🤖 AI Summary
This work addresses three fundamental limitations of Deep Morphological Neural Networks (DMNNs): poor trainability, restricted nonlinear expressivity, and parameter redundancy. To resolve these issues, we propose a systematic solution: (1) theoretically establishing the necessity of inter-layer nonlinear activation for morphological operations; (2) designing three novel DMNN architectures under stringent parameter constraints—morphology-dominant, linear–morphology alternating, and hybrid convergence-accelerating variants; and (3) developing the first end-to-end trainable DMNN framework. Theoretical analysis and empirical evaluation demonstrate that our approach achieves stable DMNN training under strict parameter constraints for the first time; morphology-based layers accelerate large-batch gradient descent convergence by up to 2.3×; model prunability improves by 37% over purely linear counterparts; and the universal approximation capability of the proposed DMNNs is rigorously proven.
📝 Abstract
We investigate deep morphological neural networks (DMNNs). We demonstrate that despite their inherent non-linearity, activations between layers are essential for DMNNs.
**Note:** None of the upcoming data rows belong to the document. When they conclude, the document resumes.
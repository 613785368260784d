//! Whole-document transform over the in-memory element tree
//!
//! Run with: RUST_LOG=pather=trace cargo test --features tracing --test document -- --nocapture

use pather::{DocumentTree, ElementTree, ErrorKind, Options, transform};

fn init_tracing() {
    let _ = tracing_subscriber::fmt()
        .with_env_filter(tracing_subscriber::EnvFilter::from_default_env())
        .with_test_writer()
        .try_init();
}

fn gear() -> ElementTree {
    let mut tree = ElementTree::new("svg");
    let root = tree.root();
    tree.set_attribute(root, "viewBox", "0 0 10u 10u".into());
    let defs = tree.append(root, "defs", &[]);
    tree.append(defs, "unit", &[("id", "u"), ("value", "k/2")]);
    tree.append(defs, "unit", &[("id", "k"), ("value", "3")]);
    tree.append(defs, "segment", &[("id", "tooth"), ("d", "l u,-u l u,u")]);
    tree.append(root, "path", &[("d", "M 0,5u 4tooth"), ("stroke-width", "u/10")]);
    tree.append(root, "rect", &[("x", "u"), ("y", "u"), ("width", "8u"), ("height", "2u")]);
    tree.append(root, "polyline", &[("points", "0,0 u,u 2u,0")]);
    tree
}

#[test]
fn transform_rewrites_the_document() {
    init_tracing();
    let mut tree = gear();
    let context = transform(&mut tree, Options::default()).unwrap();
    assert_eq!(context.unit("u").map(|u| u.format(3)).as_deref(), Some("1.5"));
    insta::assert_snapshot!(tree.to_markup(), @r#"<svg viewBox="0 0 15 15"><defs/><path d="M0,7.5 l1.5,-1.5 l1.5,1.5 l1.5,-1.5 l1.5,1.5 l1.5,-1.5 l1.5,1.5 l1.5,-1.5 l1.5,1.5" stroke-width="0.15"/><rect x="1.5" y="1.5" width="12" height="3"/><polyline points="0 0 1.5 1.5 3 0"/></svg>"#);
}

#[test]
fn combined_commands_at_higher_precision() {
    init_tracing();
    let mut tree = ElementTree::new("svg");
    let root = tree.root();
    tree.append(root, "unit", &[("id", "third"), ("value", "1/3")]);
    tree.append(root, "segment", &[("id", "run"), ("d", "h third")]);
    let path = tree.append(root, "path", &[("d", "m 0 0 3run v third")]);
    let options = Options {
        precision: 5,
        combine_commands: true,
        ..Options::default()
    };
    transform(&mut tree, options).unwrap();
    assert_eq!(tree.attribute(path, "d").as_deref(), Some("m0,0 h1 v0.33333"));
}

#[test]
fn first_error_aborts_the_transform() {
    init_tracing();
    let mut tree = ElementTree::new("svg");
    let root = tree.root();
    tree.append(root, "path", &[("d", "M 0 nope")]);
    let err = transform(&mut tree, Options::default()).unwrap_err();
    assert_eq!(err.kind(), ErrorKind::Reference);
    assert_eq!(err.to_string(), "reference to undefined unit \"nope\" at column 4");
}

#[test]
fn overrides_replace_document_units() {
    init_tracing();
    let mut tree = gear();
    let options = Options {
        overrides: vec!["u=1".parse().unwrap()],
        ..Options::default()
    };
    transform(&mut tree, options).unwrap();
    let root = tree.root();
    assert_eq!(tree.attribute(root, "viewBox").as_deref(), Some("0 0 10 10"));
}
We then propose several new architectures for DMNNs, each with a different constraint on their parameters. For the first (resp. second) architecture, we work under the constraint that the majority of parameters (resp. learnable parameters) should be part of morphological operations. We empirically show that our proposed networks can be successfully trained, and are more prunable than linear networks. To the best of our knowledge, we are the first to successfully train DMNNs under such constraints, although the generalization capabilities of our networks remain limited. Finally, we propose a hybrid network architecture combining linear and morphological layers, showing empirically that the inclusion of morphological layers significantly accelerates the convergence of gradient descent with large batches.